§ Input material

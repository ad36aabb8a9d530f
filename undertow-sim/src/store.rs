//! In-memory chunk store for simulation environments.
//!
//! Enforces the remote store contract exactly as a production store would,
//! records every call it receives, and can be told to misbehave on specific
//! calls so failure paths can be exercised deterministically.

use std::collections::HashMap;

use async_trait::async_trait;
use bytes::Bytes;
use parking_lot::{Mutex, RwLock};
use undertow_core::{
    ChunkClientError, ObjectLocation, RemoteChunkClient, RemoteObjectHandle, StoreLimits,
};

/// One call received by the store.
#[derive(Debug, Clone, PartialEq, Eq)]
pub struct FetchRecord {
    pub location: ObjectLocation,
    pub offset: u64,
    pub limit: u64,
    /// Bytes returned, or `None` when the call failed.
    pub returned: Option<usize>,
}

/// Misbehaviour injected into a single call.
#[derive(Debug, Clone, PartialEq, Eq)]
pub enum Fault {
    /// Fail with a transport error.
    Transport,
    /// Fail with a timeout.
    Timeout,
    /// Return zero bytes regardless of position.
    Empty,
    /// Return at most this many bytes.
    Truncate(u64),
    /// Return one byte more than requested.
    Overflow,
}

/// Remote chunk store holding whole objects in memory.
pub struct InMemoryChunkStore {
    limits: StoreLimits,
    objects: RwLock<HashMap<ObjectLocation, Bytes>>,
    log: Mutex<Vec<FetchRecord>>,
    faults: Mutex<HashMap<usize, Fault>>,
}

impl InMemoryChunkStore {
    pub fn new(limits: StoreLimits) -> Self {
        Self {
            limits,
            objects: RwLock::new(HashMap::new()),
            log: Mutex::new(Vec::new()),
            faults: Mutex::new(HashMap::new()),
        }
    }

    pub fn limits(&self) -> StoreLimits {
        self.limits
    }

    /// Stores an object and returns a handle describing it.
    pub fn add_object(
        &self,
        location: impl Into<String>,
        data: impl Into<Bytes>,
        mime_type: Option<&str>,
        name: impl Into<String>,
    ) -> RemoteObjectHandle {
        let location = ObjectLocation::new(location);
        let data = data.into();
        let handle = RemoteObjectHandle::new(
            location.clone(),
            data.len() as u64,
            mime_type.map(str::to_string),
            name,
        );

        tracing::debug!(%location, size = data.len(), "InMemoryChunkStore: added object");
        self.objects.write().insert(location, data);
        handle
    }

    /// Raw bytes of a stored object.
    pub fn object_bytes(&self, location: &ObjectLocation) -> Option<Bytes> {
        self.objects.read().get(location).cloned()
    }

    /// Makes the zero-based call number `call` misbehave.
    pub fn inject_fault(&self, call: usize, fault: Fault) {
        self.faults.lock().insert(call, fault);
    }

    pub fn fetch_log(&self) -> Vec<FetchRecord> {
        self.log.lock().clone()
    }

    pub fn fetch_count(&self) -> usize {
        self.log.lock().len()
    }

    fn record(&self, location: &ObjectLocation, offset: u64, limit: u64) -> usize {
        let mut log = self.log.lock();
        log.push(FetchRecord {
            location: location.clone(),
            offset,
            limit,
            returned: None,
        });
        log.len() - 1
    }

    fn complete(&self, call: usize, returned: usize) {
        if let Some(record) = self.log.lock().get_mut(call) {
            record.returned = Some(returned);
        }
    }

    fn serve(
        &self,
        location: &ObjectLocation,
        offset: u64,
        limit: u64,
    ) -> Result<Bytes, ChunkClientError> {
        let objects = self.objects.read();
        let data = objects
            .get(location)
            .ok_or_else(|| ChunkClientError::ObjectNotFound {
                location: location.to_string(),
            })?;

        let len = data.len() as u64;
        if offset >= len {
            return Ok(Bytes::new());
        }
        let end = (offset + limit).min(len);
        Ok(data.slice(offset as usize..end as usize))
    }
}

#[async_trait]
impl RemoteChunkClient for InMemoryChunkStore {
    async fn fetch(
        &self,
        location: &ObjectLocation,
        offset: u64,
        limit: u64,
    ) -> Result<Bytes, ChunkClientError> {
        let call = self.record(location, offset, limit);
        self.limits.check_request(offset, limit)?;

        let fault = self.faults.lock().remove(&call);
        let data = match fault {
            Some(Fault::Transport) => {
                return Err(ChunkClientError::Transport {
                    reason: format!("injected failure on call {call}"),
                });
            }
            Some(Fault::Timeout) => return Err(ChunkClientError::Timeout { offset }),
            Some(Fault::Empty) => Bytes::new(),
            Some(Fault::Truncate(max)) => {
                let data = self.serve(location, offset, limit)?;
                data.slice(..data.len().min(max as usize))
            }
            Some(Fault::Overflow) => {
                let mut data = self.serve(location, offset, limit)?.to_vec();
                data.resize(limit as usize + 1, 0);
                Bytes::from(data)
            }
            None => self.serve(location, offset, limit)?,
        };

        self.complete(call, data.len());
        Ok(data)
    }
}

#[cfg(test)]
mod tests {
    use super::*;

    fn store() -> InMemoryChunkStore {
        InMemoryChunkStore::new(StoreLimits::new(16, 64, 128))
    }

    #[tokio::test]
    async fn test_serves_spans_and_end_of_object() {
        let store = store();
        let handle = store.add_object("a", (0u8..100).collect::<Vec<_>>(), None, "a.bin");

        let data = store.fetch(handle.location(), 96, 128).await.unwrap();
        assert_eq!(&data[..], &[96, 97, 98, 99]);

        let past_end = store.fetch(handle.location(), 112, 16).await.unwrap();
        assert!(past_end.is_empty());
    }

    #[tokio::test]
    async fn test_enforces_contract() {
        let store = store();
        let handle = store.add_object("a", vec![0u8; 100], None, "a.bin");

        assert!(matches!(
            store.fetch(handle.location(), 5, 16).await,
            Err(ChunkClientError::MisalignedOffset { .. })
        ));
        assert!(matches!(
            store.fetch(handle.location(), 0, 129).await,
            Err(ChunkClientError::LimitExceeded { .. })
        ));
        // Rejected calls are still recorded.
        assert_eq!(store.fetch_count(), 2);
        assert!(store.fetch_log().iter().all(|r| r.returned.is_none()));
    }

    #[tokio::test]
    async fn test_unknown_object() {
        let result = store().fetch(&ObjectLocation::new("missing"), 0, 16).await;
        assert!(matches!(result, Err(ChunkClientError::ObjectNotFound { .. })));
    }

    #[tokio::test]
    async fn test_injected_faults_hit_their_call_only() {
        let store = store();
        let handle = store.add_object("a", vec![1u8; 256], None, "a.bin");
        store.inject_fault(1, Fault::Transport);
        store.inject_fault(2, Fault::Truncate(3));

        assert_eq!(store.fetch(handle.location(), 0, 64).await.unwrap().len(), 64);
        assert!(store.fetch(handle.location(), 64, 64).await.is_err());
        assert_eq!(store.fetch(handle.location(), 64, 64).await.unwrap().len(), 3);
        assert_eq!(store.fetch(handle.location(), 64, 64).await.unwrap().len(), 64);

        let log = store.fetch_log();
        assert_eq!(log[0].returned, Some(64));
        assert_eq!(log[1].returned, None);
        assert_eq!(log[2].returned, Some(3));
    }

    #[tokio::test]
    async fn test_overflow_fault() {
        let store = store();
        let handle = store.add_object("a", vec![1u8; 256], None, "a.bin");
        store.inject_fault(0, Fault::Overflow);

        let data = store.fetch(handle.location(), 0, 64).await.unwrap();
        assert_eq!(data.len(), 65);
    }
}
//! Integration tests for application state built from a manifest or the demo store

use axum::body::{Body, to_bytes};
use axum::http::{Request, StatusCode};
use tower::ServiceExt;
use undertow_core::RuntimeMode;
use undertow_core::config::UndertowConfig;
use undertow_web::{AppState, ServerError, build_router};

const MANIFEST: &str = r#"{
    "objects": [
        { "id": "7", "location": "chan-1/msg-7", "size": 52428800, "name": "lecture.mkv" },
        { "id": "8", "location": "chan-1/msg-8", "size": 1024, "mime_type": "image/png", "name": "cover" }
    ]
}"#;

#[tokio::test]
async fn test_production_state_loads_manifest() {
    let dir = tempfile::tempdir().unwrap();
    let path = dir.path().join("catalog.json");
    std::fs::write(&path, MANIFEST).unwrap();

    let mut config = UndertowConfig::default();
    config.server.catalog_path = Some(path);

    let state = AppState::production(&config).await.unwrap();
    assert_eq!(state.catalog.len(), 2);
    assert_eq!(state.catalog.get("7").unwrap().content_type(), "video/x-matroska");
    assert_eq!(state.catalog.get("8").unwrap().content_type(), "image/png");

    let response = build_router(state)
        .oneshot(Request::builder().uri("/api/v1/hash/7").body(Body::empty()).unwrap())
        .await
        .unwrap();
    assert_eq!(response.status(), StatusCode::OK);

    let body: serde_json::Value =
        serde_json::from_slice(&to_bytes(response.into_body(), usize::MAX).await.unwrap()).unwrap();
    assert_eq!(body["data"]["hash"].as_str().unwrap().len(), 6);
}

#[tokio::test]
async fn test_missing_manifest_fails_startup() {
    let dir = tempfile::tempdir().unwrap();
    let mut config = UndertowConfig::default();
    config.server.catalog_path = Some(dir.path().join("absent.json"));

    let result = AppState::production(&config).await;
    assert!(matches!(result, Err(ServerError::Catalog(_))));
}

#[tokio::test]
async fn test_invalid_upstream_fails_startup() {
    let mut config = UndertowConfig::default();
    config.upstream.base_url = "::not a url::".to_string();

    let result = AppState::production(&config).await;
    assert!(matches!(result, Err(ServerError::Config(_))));
}

#[tokio::test]
async fn test_demo_state_streams_generated_objects() {
    let config = UndertowConfig::for_testing();
    let state = AppState::for_mode(&config, RuntimeMode::Demo).await.unwrap();

    let id = state.catalog.ids().first().unwrap().to_string();
    let object = state.catalog.get(&id).unwrap().clone();
    let uri = format!("/stream/{id}/{}", object.link_hash(state.link_hash_length));

    let response = build_router(state)
        .oneshot(
            Request::builder()
                .uri(uri)
                .header("range", "bytes=0-15")
                .body(Body::empty())
                .unwrap(),
        )
        .await
        .unwrap();

    assert_eq!(response.status(), StatusCode::PARTIAL_CONTENT);
    assert_eq!(to_bytes(response.into_body(), usize::MAX).await.unwrap().len(), 16);
}
//! Undertow Simulation - In-memory stand-ins for the remote store and ffmpeg.
//!
//! Lets the streaming and sampling paths run without network access or
//! external binaries. The chunk store enforces the same alignment and
//! per-call rules as a real store and records every call, so tests can
//! assert on offset accounting as well as on returned bytes.

pub mod content;
pub mod frames;
pub mod store;

pub use content::{DemoObject, demo_store, deterministic_content, fake_mp4};
pub use frames::SimulatedFrameExtractor;
pub use store::{FetchRecord, Fault, InMemoryChunkStore};
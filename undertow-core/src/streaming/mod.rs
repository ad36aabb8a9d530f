//! Range streaming over the remote chunk store
//!
//! Range negotiation turns an HTTP `Range` header into a byte window, and the
//! range reader serves that window from aligned remote chunks with a
//! single-chunk read-ahead cache.

pub mod cache;
pub mod range;
pub mod reader;

pub use cache::{CachedChunk, ChunkCache};
pub use range::{
    ByteWindow, Disposition, HttpRange, RangeError, RangeNegotiation, negotiate,
    parse_range_header, unsatisfied_content_range,
};
pub use reader::{CancelHandle, RangeStreamReader};

use crate::store::ChunkClientError;

/// Errors surfaced by a range reader.
///
/// A reader reports at most one of these; afterwards it is finished and
/// every read yields end-of-stream.
#[derive(Debug, Clone, PartialEq, Eq, thiserror::Error)]
pub enum StreamError {
    #[error("fetch at offset {offset} failed: {source}")]
    Fetch {
        offset: u64,
        #[source]
        source: ChunkClientError,
    },

    #[error("remote object ended before offset {offset}")]
    UnexpectedEnd { offset: u64 },

    #[error("stream cancelled")]
    Cancelled,
}
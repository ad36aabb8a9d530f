//! Undertow Core - Range-addressable streaming over chunked remote stores
//!
//! This crate provides the building blocks for exposing files held by a
//! chunk-oriented remote store as HTTP-seekable byte streams, and for drawing
//! bounded interior samples of large remote files for content inspection.

pub mod config;
pub mod mode;
pub mod object;
pub mod sampling;
pub mod store;
pub mod streaming;
pub mod tracing_setup;

// Re-export main types for convenient access
pub use config::{ConfigError, UndertowConfig};
pub use mode::RuntimeMode;
pub use object::{ObjectLocation, RemoteObjectHandle};
pub use sampling::{ContentInspector, InspectionError, SampleError};
pub use store::{ChunkClientError, RemoteChunkClient, StoreLimits};
pub use streaming::{RangeError, StreamError};

/// Core errors that can bubble up from any Undertow subsystem.
///
/// High-level error types representing failures in core functionality.
#[derive(Debug, thiserror::Error)]
pub enum UndertowError {
    #[error("Store error: {0}")]
    Store(#[from] ChunkClientError),

    #[error("Streaming error: {0}")]
    Streaming(#[from] StreamError),

    #[error("Range error: {0}")]
    Range(#[from] RangeError),

    #[error("Sampling error: {0}")]
    Sampling(#[from] SampleError),

    #[error("Inspection error: {0}")]
    Inspection(#[from] InspectionError),

    #[error("Configuration error: {0}")]
    Configuration(#[from] ConfigError),

    #[error("Object not found: {id}")]
    ObjectNotFound { id: String },

    #[error("I/O error: {0}")]
    Io(#[from] std::io::Error),
}

impl UndertowError {
    /// Returns a user-friendly error message suitable for display.
    pub fn user_message(&self) -> String {
        match self {
            UndertowError::Store(e) => match e {
                ChunkClientError::ObjectNotFound { location } => {
                    format!("Remote object {location} does not exist")
                }
                ChunkClientError::Timeout { .. } => "Remote store timed out".to_string(),
                _ => "Remote store error occurred".to_string(),
            },
            UndertowError::Streaming(_) => "Streaming error occurred".to_string(),
            UndertowError::Range(e) => format!("Invalid range request: {e}"),
            UndertowError::Sampling(_) | UndertowError::Inspection(_) => {
                "Content inspection failed".to_string()
            }
            UndertowError::Configuration(e) => format!("Invalid configuration: {e}"),
            UndertowError::ObjectNotFound { id } => format!("File {id} not found"),
            UndertowError::Io(_) => "File system error occurred".to_string(),
        }
    }

    /// Checks if this error is due to user input validation.
    pub fn is_user_error(&self) -> bool {
        matches!(
            self,
            UndertowError::Configuration(_)
                | UndertowError::Range(_)
                | UndertowError::ObjectNotFound { .. }
        )
    }
}

pub type Result<T> = std::result::Result<T, UndertowError>;

#[cfg(test)]
mod tests {
    use super::*;

    #[test]
    fn test_user_errors_are_classified() {
        let range = UndertowError::from(RangeError::Malformed {
            header: "bytes=abc".to_string(),
        });
        assert!(range.is_user_error());

        let store = UndertowError::from(ChunkClientError::Cancelled);
        assert!(!store.is_user_error());
        assert_eq!(store.user_message(), "Remote store error occurred");
    }

    #[test]
    fn test_missing_object_message() {
        let error = UndertowError::ObjectNotFound {
            id: "42".to_string(),
        };
        assert_eq!(error.user_message(), "File 42 not found");
    }
}
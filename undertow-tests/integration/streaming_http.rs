//! Integration tests for range streaming through the HTTP router
//!
//! Drives the axum router with `oneshot` requests against the in-memory
//! store and checks status lines, headers and bodies byte for byte.

use std::sync::Arc;

use axum::Router;
use axum::body::{Body, to_bytes};
use axum::http::{Request, Response, StatusCode};
use bytes::Bytes;
use tower::ServiceExt;
use undertow_core::config::UndertowConfig;
use undertow_core::sampling::{ContentInspector, StubClassifier};
use undertow_core::{RemoteChunkClient, RemoteObjectHandle};
use undertow_sim::{Fault, InMemoryChunkStore, SimulatedFrameExtractor, deterministic_content};
use undertow_web::{AppState, ObjectCatalog, build_router};

const OBJECT_SIZE: usize = 1000;

struct Harness {
    app: Router,
    state: AppState,
    store: Arc<InMemoryChunkStore>,
    object: RemoteObjectHandle,
    data: Bytes,
}

impl Harness {
    fn new() -> Self {
        let config = UndertowConfig::for_testing();
        let store = Arc::new(InMemoryChunkStore::new((&config.store).into()));
        let data = deterministic_content(42, OBJECT_SIZE);
        let object = store.add_object("doc-1", data.clone(), Some("video/mp4"), "clip.mp4");

        let mut catalog = ObjectCatalog::new();
        catalog.insert("1", object.clone());

        let client: Arc<dyn RemoteChunkClient> = store.clone();
        let inspector = ContentInspector::new(
            Arc::clone(&client),
            (&config.store).into(),
            Arc::new(SimulatedFrameExtractor::new()),
            Arc::new(StubClassifier),
            &config.inspection,
        );
        let state = AppState::new(&config, catalog, client, inspector);

        Self {
            app: build_router(state.clone()),
            state,
            store,
            object,
            data,
        }
    }

    fn stream_uri(&self) -> String {
        format!("/stream/1/{}", self.object.link_hash(6))
    }

    async fn get(&self, uri: &str, range: Option<&str>) -> Response<Body> {
        let mut request = Request::builder().uri(uri);
        if let Some(range) = range {
            request = request.header("range", range);
        }
        self.app
            .clone()
            .oneshot(request.body(Body::empty()).unwrap())
            .await
            .unwrap()
    }
}

fn header<'a>(response: &'a Response<Body>, name: &str) -> Option<&'a str> {
    response.headers().get(name).and_then(|v| v.to_str().ok())
}

async fn body_bytes(response: Response<Body>) -> Bytes {
    to_bytes(response.into_body(), usize::MAX).await.unwrap()
}

#[tokio::test]
async fn test_full_object_without_range() {
    let harness = Harness::new();
    let response = harness.get(&harness.stream_uri(), None).await;

    assert_eq!(response.status(), StatusCode::OK);
    assert_eq!(header(&response, "content-length"), Some("1000"));
    assert_eq!(header(&response, "accept-ranges"), Some("bytes"));
    assert_eq!(header(&response, "content-type"), Some("video/mp4"));
    assert!(header(&response, "content-range").is_none());
    assert_eq!(body_bytes(response).await, harness.data);
}

#[tokio::test]
async fn test_bounded_range() {
    let harness = Harness::new();
    let response = harness
        .get(&harness.stream_uri(), Some("bytes=100-199"))
        .await;

    assert_eq!(response.status(), StatusCode::PARTIAL_CONTENT);
    assert_eq!(header(&response, "content-range"), Some("bytes 100-199/1000"));
    assert_eq!(header(&response, "content-length"), Some("100"));
    assert_eq!(body_bytes(response).await, harness.data.slice(100..200));
}

#[tokio::test]
async fn test_overrunning_range_is_clamped() {
    let harness = Harness::new();
    let response = harness
        .get(&harness.stream_uri(), Some("bytes=900-2000"))
        .await;

    assert_eq!(response.status(), StatusCode::PARTIAL_CONTENT);
    assert_eq!(header(&response, "content-range"), Some("bytes 900-999/1000"));
    assert_eq!(body_bytes(response).await, harness.data.slice(900..));
}

#[tokio::test]
async fn test_suffix_range() {
    let harness = Harness::new();
    let response = harness.get(&harness.stream_uri(), Some("bytes=-10")).await;

    assert_eq!(header(&response, "content-range"), Some("bytes 990-999/1000"));
    assert_eq!(body_bytes(response).await, harness.data.slice(990..));
}

#[tokio::test]
async fn test_unsatisfiable_range() {
    let harness = Harness::new();
    let response = harness
        .get(&harness.stream_uri(), Some("bytes=2000-3000"))
        .await;

    assert_eq!(response.status(), StatusCode::RANGE_NOT_SATISFIABLE);
    assert_eq!(header(&response, "content-range"), Some("bytes */1000"));
    assert_eq!(harness.store.fetch_count(), 0);
}

#[tokio::test]
async fn test_malformed_range_is_rejected_before_streaming() {
    let harness = Harness::new();
    let response = harness.get(&harness.stream_uri(), Some("items=0-10")).await;

    assert_eq!(response.status(), StatusCode::RANGE_NOT_SATISFIABLE);
    let body: serde_json::Value = serde_json::from_slice(&body_bytes(response).await).unwrap();
    assert!(body["error"].as_str().unwrap().contains("malformed"));
    assert_eq!(harness.store.fetch_count(), 0);
}

#[tokio::test]
async fn test_wrong_hash_is_forbidden() {
    let harness = Harness::new();
    let response = harness.get("/stream/1/ffffff", None).await;
    assert_eq!(response.status(), StatusCode::FORBIDDEN);
}

#[tokio::test]
async fn test_unknown_object_is_not_found() {
    let harness = Harness::new();
    let response = harness.get("/stream/99/abcdef", None).await;
    assert_eq!(response.status(), StatusCode::NOT_FOUND);
}

#[tokio::test]
async fn test_download_sets_attachment() {
    let harness = Harness::new();
    let uri = format!("{}?download=true", harness.stream_uri());
    let response = harness.get(&uri, None).await;

    assert_eq!(
        header(&response, "content-disposition"),
        Some("attachment; filename=\"clip.mp4\"")
    );
}

#[tokio::test]
async fn test_store_sees_only_aligned_bounded_fetches() {
    let harness = Harness::new();
    let response = harness
        .get(&harness.stream_uri(), Some("bytes=37-811"))
        .await;
    assert_eq!(body_bytes(response).await, harness.data.slice(37..812));

    let limits = harness.store.limits();
    let log = harness.store.fetch_log();
    assert!(!log.is_empty());
    for record in log {
        assert_eq!(record.offset % limits.alignment(), 0);
        assert!(record.limit <= limits.max_request_size());
        assert!(record.returned.is_some());
    }
}

#[tokio::test]
async fn test_store_failure_truncates_body() {
    let harness = Harness::new();
    harness.store.inject_fault(2, Fault::Transport);

    let response = harness.get(&harness.stream_uri(), None).await;
    assert_eq!(response.status(), StatusCode::OK);
    assert!(to_bytes(response.into_body(), usize::MAX).await.is_err());
    assert_eq!(harness.store.fetch_count(), 3);
}

#[tokio::test]
async fn test_shutdown_ends_open_streams() {
    let harness = Harness::new();
    harness.state.shutdown.cancel();

    let response = harness.get(&harness.stream_uri(), None).await;
    assert!(to_bytes(response.into_body(), usize::MAX).await.is_err());
    assert_eq!(harness.store.fetch_count(), 0);
}

#[tokio::test]
async fn test_hash_endpoint() {
    let harness = Harness::new();
    let response = harness.get("/api/v1/hash/1", None).await;
    assert_eq!(response.status(), StatusCode::OK);

    let body: serde_json::Value = serde_json::from_slice(&body_bytes(response).await).unwrap();
    assert_eq!(body["status_code"], 200);
    assert_eq!(body["data"]["object_id"], "1");
    assert_eq!(body["data"]["hash"], harness.object.link_hash(6));

    let missing = harness.get("/api/v1/hash/404", None).await;
    assert_eq!(missing.status(), StatusCode::NOT_FOUND);
}

#[tokio::test]
async fn test_inspect_endpoint_accepts() {
    let harness = Harness::new();
    let response = harness
        .app
        .clone()
        .oneshot(
            Request::builder()
                .method("POST")
                .uri("/api/v1/inspect/1")
                .body(Body::empty())
                .unwrap(),
        )
        .await
        .unwrap();

    assert_eq!(response.status(), StatusCode::ACCEPTED);
}

#[tokio::test]
async fn test_status_endpoint() {
    let harness = Harness::new();
    let response = harness.get("/api/v1/status", None).await;

    let body: serde_json::Value = serde_json::from_slice(&body_bytes(response).await).unwrap();
    assert_eq!(body["objects"], 1);
}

§ Work required
Beginning with the first line of the entries, repeat each line exactly until you have reproduced the one containing "Enforces the remote", and add nothing further.

§ Problem solution
repository ad36aabb8a9d530f
filename undertow-sim/src/store.rs
//! In-memory chunk store for simulation environments.
//!
//! Enforces the remote store contract exactly as a production store would,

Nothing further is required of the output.